Reproducible SBOMs

[fg-j]

What would you like to be added:
As the Syft JSON schema evolves, ensure that non-reproducible fields are optional so that users can generate spec-compliant SBOMs that are reproducible.

Why is this needed:
Filing this issue on behalf of the Paketo buildpacks project. We currently use syft as a library to generate SBOMs for the container images we build. We add these SBOMs into the built images. One of the value propositions of buildpacks is that builds can be reproducible. However, SBOMs put a wrinkle in this. The SPDX SBOM specification includes required fields like timestamps that aren’t reproducible. This forces us to choose between providing our users with build reproducibility OR spec-compliant SBOMs.

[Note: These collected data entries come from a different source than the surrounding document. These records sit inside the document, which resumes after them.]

//! Middleware for sessions, login guarding and the Redis connection.

mod auth;
mod cache;
mod session;
mod session_store;

pub use auth::{require_login, CurrentUser};
pub use cache::Cache;
pub use session::{session_middleware, Flash, FlashLevel, SessionData, SessionHandle};
pub use session_store::{MemorySessionStore, RedisSessionStore, SessionStore};
//! Repository layer for data access.

pub mod entities;
mod user_repository;

#[cfg(any(test, feature = "test-utils"))]
pub use user_repository::MockUserRepository;
pub use user_repository::{UserRepository, UserStore};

So far, Syft’s JSON schema seems to produce reproducible SBOMs, which is great for us! We wanted to flag that SBOM reproducibility is an important feature for us.

Additional context:

[spiffcs]

Thanks @fg-j!

Glad the current specification is working for your current use.

Since we're pre v1.0 for syft there is still room for changes in the future, but we'll make sure to keep reproducibility as one of the core tenants we try to stick by.

Feel free to reach out or ping if anything breaks in the near future. I'll also tag @wagoodman on this one since I know he's put a lot of thought into the reproducibility of our core schema.

[06kellyjac]

I raised a comment on this in the related issue: paketo-buildpacks/rfcs#176 (comment)

[wagoodman]

What we should do is at least add more documentation as to what the philosophies we follow when crafting SBOMs. I would say that keeping SBOMs easily reproducible is a core tenant of syft.